La parola chiave è continuità. Quella continuità sotto la quale 007, da "Casino Royale", ha deciso di sottostare, quella che aveva portato "Quantum Of Solace" ad essere considerata praticamente la sua seconda parte e poi "Skyfall" a fare i conti con un passato remoto che in "Spectre" decide, coerentemente, di presentare il conto, attorcigliandosi al presente.
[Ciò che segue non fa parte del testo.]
//! Couples panel lifecycle to the grid: adding a panel auto-extends the grid,
//! deleting one collapses wholly-emptied tracks or blanks the leftover cells.
//! Both operations are pure; the caller persists the returned page when it
//! chooses to.

use crate::grid::{Cell, GridModel, Track};
use crate::page::{Page, Panel};

/// Append a new panel to the page and join it to the grid.
///
/// Idempotent on duplicate panel ids. The first panel seeds a 1x1 `Auto`
/// grid; every later panel becomes a new rightmost `Auto` column assigned in
/// every row, so new panels never require manual placement. The user can
/// reassign them afterward through the grid editor.
pub fn add_panel(page: &Page, new_panel: Panel) -> Page {
    if page.panels.iter().any(|p| p.id == new_panel.id) {
        return page.clone();
    }

    let mut next = page.clone();
    if next.grid.is_empty() {
        next.grid = GridModel {
            row_sizes: vec![Track::Auto],
            col_sizes: vec![Track::Auto],
            layout: vec![vec![Cell::panel(new_panel.id.clone())]],
        };
    } else {
        next.grid.col_sizes.push(Track::Auto);
        for row in &mut next.grid.layout {
            row.push(Cell::panel(new_panel.id.clone()));
        }
    }
    next.panels.push(new_panel);
    next
}

/// Remove a panel and reflow the grid.
///
/// When the last panel goes, the grid goes fully empty. Otherwise a single
/// pass runs: drop the first row consumed by the deleted panel (every cell
/// the panel or blank, so an all-blank row qualifies), then the first such
/// column, then blank any remaining cells still holding the panel id. Row
/// collapse is attempted before column collapse and at most one of each is
/// removed; this is deliberately not a fixed-point compaction.
pub fn delete_panel(page: &Page, panel_id: &str) -> Page {
    let mut next = page.clone();
    next.panels.retain(|p| p.id != panel_id);

    if next.panels.is_empty() {
        next.grid = GridModel::empty();
        return next;
    }

    let grid = &mut next.grid;

    if let Some(row_idx) = find_consumed_row(&grid.layout, panel_id) {
        grid.layout.remove(row_idx);
        if row_idx < grid.row_sizes.len() {
            grid.row_sizes.remove(row_idx);
        }
    }

    if let Some(col_idx) = find_consumed_column(&grid.layout, panel_id) {
        for row in &mut grid.layout {
            if col_idx < row.len() {
                row.remove(col_idx);
            }
        }
        if col_idx < grid.col_sizes.len() {
            grid.col_sizes.remove(col_idx);
        }
    }

    for cell in grid.layout.iter_mut().flatten() {
        if cell.panel_id() == Some(panel_id) {
            *cell = Cell::Blank;
        }
    }

    next
}

fn cell_consumed_by(cell: &Cell, panel_id: &str) -> bool {
    cell.is_blank() || cell.panel_id() == Some(panel_id)
}

fn find_consumed_row(layout: &[Vec<Cell>], panel_id: &str) -> Option<usize> {
    layout.iter().position(|row| {
        !row.is_empty() && row.iter().all(|c| cell_consumed_by(c, panel_id))
    })
}

fn find_consumed_column(layout: &[Vec<Cell>], panel_id: &str) -> Option<usize> {
    let width = layout.iter().map(|row| row.len()).min().unwrap_or(0);
    (0..width).find(|&col| {
        !layout.is_empty() && layout.iter().all(|row| cell_consumed_by(&row[col], panel_id))
    })
}

#[cfg(test)]
mod tests {
    use super::*;
    use crate::page::PanelConfig;

    fn panel(id: &str) -> Panel {
        Panel::new(id, PanelConfig::Bookmarks { folder_id: None })
    }

    fn page_with_grid(panels: &[&str], layout: &[&[&str]]) -> Page {
        let mut page = Page::seeded("p1", "Test", panels.iter().map(|id| panel(id)).collect());
        let rows: Vec<Vec<Cell>> = layout
            .iter()
            .map(|row| {
                row.iter()
                    .map(|s| {
                        if *s == "." {
                            Cell::Blank
                        } else {
                            Cell::panel(*s)
                        }
                    })
                    .collect()
            })
            .collect();
        let cols = rows.first().map(|r| r.len()).unwrap_or(0);
        page.grid = GridModel {
            row_sizes: vec![Track::Auto; rows.len()],
            col_sizes: vec![Track::Auto; cols],
            layout: rows,
        };
        page
    }

    #[test]
    fn first_panel_seeds_a_unit_grid() {
        let page = Page::seeded("p1", "Test", Vec::new());
        let next = add_panel(&page, panel("A"));
        assert_eq!(next.grid.row_sizes, vec![Track::Auto]);
        assert_eq!(next.grid.col_sizes, vec![Track::Auto]);
        assert_eq!(next.grid.layout, vec![vec![Cell::panel("A")]]);
    }

    #[test]
    fn later_panels_join_every_row_as_a_new_column() {
        let page = page_with_grid(&["A", "B"], &[&["A", "B"], &["A", "."]]);
        let next = add_panel(&page, panel("C"));
        assert_eq!(next.grid.col_sizes.len(), 3);
        assert_eq!(next.grid.layout[0][2], Cell::panel("C"));
        assert_eq!(next.grid.layout[1][2], Cell::panel("C"));
        assert!(next.grid.dimensions_consistent());
    }

    #[test]
    fn add_panel_is_idempotent_on_duplicate_ids() {
        let page = page_with_grid(&["A"], &[&["A"]]);
        let next = add_panel(&page, panel("A"));
        assert_eq!(next, page);
    }

    #[test]
    fn deleting_the_last_panel_empties_the_grid() {
        let page = page_with_grid(&["A"], &[&["A"]]);
        let next = delete_panel(&page, "A");
        assert!(next.panels.is_empty());
        assert_eq!(next.grid, GridModel::empty());
    }

    #[test]
    fn full_row_collapses() {
        let page = page_with_grid(&["A", "B"], &[&["A", "A"], &["B", "B"]]);
        let next = delete_panel(&page, "A");
        assert_eq!(next.grid.layout, vec![vec![Cell::panel("B"), Cell::panel("B")]]);
        assert_eq!(next.grid.row_sizes, vec![Track::Auto]);
        assert_eq!(next.grid.col_sizes, vec![Track::Auto, Track::Auto]);
    }

    #[test]
    fn full_column_collapses() {
        let page = page_with_grid(&["A", "B"], &[&["A", "B"], &["A", "B"]]);
        let next = delete_panel(&page, "B");
        assert_eq!(
            next.grid.layout,
            vec![vec![Cell::panel("A")], vec![Cell::panel("A")]]
        );
        assert_eq!(next.grid.col_sizes, vec![Track::Auto]);
        assert_eq!(next.grid.row_sizes.len(), 2);
    }

    #[test]
    fn partial_occupancy_leaves_blanks() {
        let page = page_with_grid(&["A", "B", "C"], &[&["A", "B"], &["A", "C"]]);
        let next = delete_panel(&page, "B");
        assert_eq!(
            next.grid.layout,
            vec![
                vec![Cell::panel("A"), Cell::Blank],
                vec![Cell::panel("A"), Cell::panel("C")],
            ]
        );
        assert_eq!(next.grid.row_sizes.len(), 2);
        assert_eq!(next.grid.col_sizes.len(), 2);
    }

    #[test]
    fn only_the_first_consumed_row_is_removed() {
        let page = page_with_grid(
            &["A", "B"],
            &[&["A", "A"], &["B", "B"], &["A", "."]],
        );
        let next = delete_panel(&page, "A");
        // First consumed row (index 0) collapses; the second becomes blanks.
        assert_eq!(
            next.grid.layout,
            vec![
                vec![Cell::panel("B"), Cell::panel("B")],
                vec![Cell::Blank, Cell::Blank],
            ]
        );
        assert_eq!(next.grid.row_sizes.len(), 2);
    }

    #[test]
    fn all_blank_row_counts_as_consumed() {
        let page = page_with_grid(&["A", "B"], &[&[".", "."], &["A", "B"]]);
        let next = delete_panel(&page, "A");
        // The blank row is the first consumed match and collapses; column 0
        // then holds only "A" and collapses too.
        assert_eq!(next.grid.layout, vec![vec![Cell::panel("B")]]);
        assert_eq!(next.grid.row_sizes.len(), 1);
        assert_eq!(next.grid.col_sizes.len(), 1);
    }

    #[test]
    fn all_blank_column_counts_as_consumed() {
        let page = page_with_grid(&["A", "B", "C"], &[&["A", ".", "B"], &["A", ".", "C"]]);
        let next = delete_panel(&page, "A");
        // Column 0 is the first consumed column after no row qualifies; the
        // blank column at index 1 survives because only one column collapses
        // per deletion.
        assert_eq!(
            next.grid.layout,
            vec![
                vec![Cell::Blank, Cell::panel("B")],
                vec![Cell::Blank, Cell::panel("C")],
            ]
        );
        assert_eq!(next.grid.col_sizes.len(), 2);
    }

    #[test]
    fn row_collapse_runs_before_column_collapse() {
        // "A" consumes both its row and a column. The row goes first, and the
        // column scan then runs against the already-shrunk layout, so both
        // tracks collapse in one deletion.
        let page = page_with_grid(&["A", "B"], &[&["A", "A"], &["A", "B"]]);
        let next = delete_panel(&page, "A");
        assert_eq!(next.grid.layout, vec![vec![Cell::panel("B")]]);
        assert_eq!(next.grid.row_sizes.len(), 1);
        assert_eq!(next.grid.col_sizes.len(), 1);
    }
}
Il ventiquattresimo film di James Bond, il quarto con Daniel Craig protagonista e il secondo con Sam Mendes alla regia, diventa perciò la quadratura di un cerchio il cui scopo è quello eliminare ogni ombra su quell'agente doppio zero dall'aria tenebrosa ed il passato oscuro, un cerchio progettato, probabilmente, già in anticipo, attraverso la pianificazione del reboot, o, magari, - chi può dirlo - stilato in corso d'opera, mediante un illuminazione. Gli eventi che hanno visto, dunque, togliere a Bond il grande amore di Vesper e quello affettivo di M e che lo hanno portato a vedersela con Le Chiffre, Dominic Greene e, infine, con Raoul Silva, trovano ognuno denominatore unico nell'organizzazione criminale chiamata Spectre: responsabile degli attentati terroristici mondiali, del traffico di vaccini e medicinali e della rovina della vita di chiunque ami mettergli, ciclicamente, i bastoni in mezzo alle ruote. E' evidente, insomma, che con Bond tale società abbia degli affari in sospeso, affari che intende chiudere in via definitiva, dal momento in cui l'agente segreto opta di mettersi sulle loro tracce dopo aver ricevuto un filmato post-mortem, via mail, da M (che continua a lavorare anche dalla tomba, si dice). L'inizio di una guerra che Bond sente di dover prendere come personale, di dover combattere in solitario, privo quindi dell'aiuto dell'MI6 (dalla quale non ha problemi a farsi sospendere) e munito solo del suo istinto e della collaborazione fida di Moneypenny e del genio Q: unici due elementi a cui potersi aggrappare per sfuggire ai tentacoli del male di una piramide nera che stavolta sembra essere più ripida e cupa di qualunque altra scalata prima.
L'impronta allora - vuoi perché c'è Mendes a distribuire indicazioni, vuoi perché gli sceneggiatori son più o meno gli stessi - rimane identica a quella con cui era stato elaborato e confezionato "Skyfall": con spettacolarità, intrighi, azione e villain misteriosi - che danno l'impressione di poter essere invincibili - a fare da scheletro. Persino il paragone con Nolan e la saga del suo Batman rimane in piedi, subendo variazioni fisiologiche e comprensibili, ma dimostrando ancora quanto gli sceneggiatori abbiano preso spunto da chi, a sua volta, proprio da 007 era stato palesemente ispirato e attratto. Dei cambiamenti importanti (e rivoluzionari, per certi versi) in "Spectre" però ci sono eccome, e riguardano il fulcro di un'attenzione che non è più rivolta verso l'intreccio narrativo (che a qualcuno, neanche sbagliando, è sembrato piuttosto semplice e prevedibile), ma verso il destino di un protagonista, sempre impegnato nella difesa del mondo e di Sua Maestà, ma soprattutto, adesso, nel caso specifico, ad esorcizzare i demoni e le ferite che porta dentro per assicurarsi la pace privata che merita, se non definitivamente quantomeno temporaneamente.
Come in ogni ciclo che vuole mettere l'ultimo tassello infatti, James Bond in "Spectre" rincorre mari e monti per liberarsi definitivamente dei fantasmi che fino ad ora lo hanno perseguitato, impedendogli di abbassare la guardia e di interrompere quella negativa continuità, appunto, che da "Casinò Royale" lo insegue tormentandolo. Perché a vederlo (e a conoscerlo) non si direbbe, ma persino quelli come lui, generalmente, tendono a voler voltare irreversibilmente alcune pagine, per poter passare finalmente, poi, ad un foglio tutto bianco, tutto nuovo e tutto da scrivere.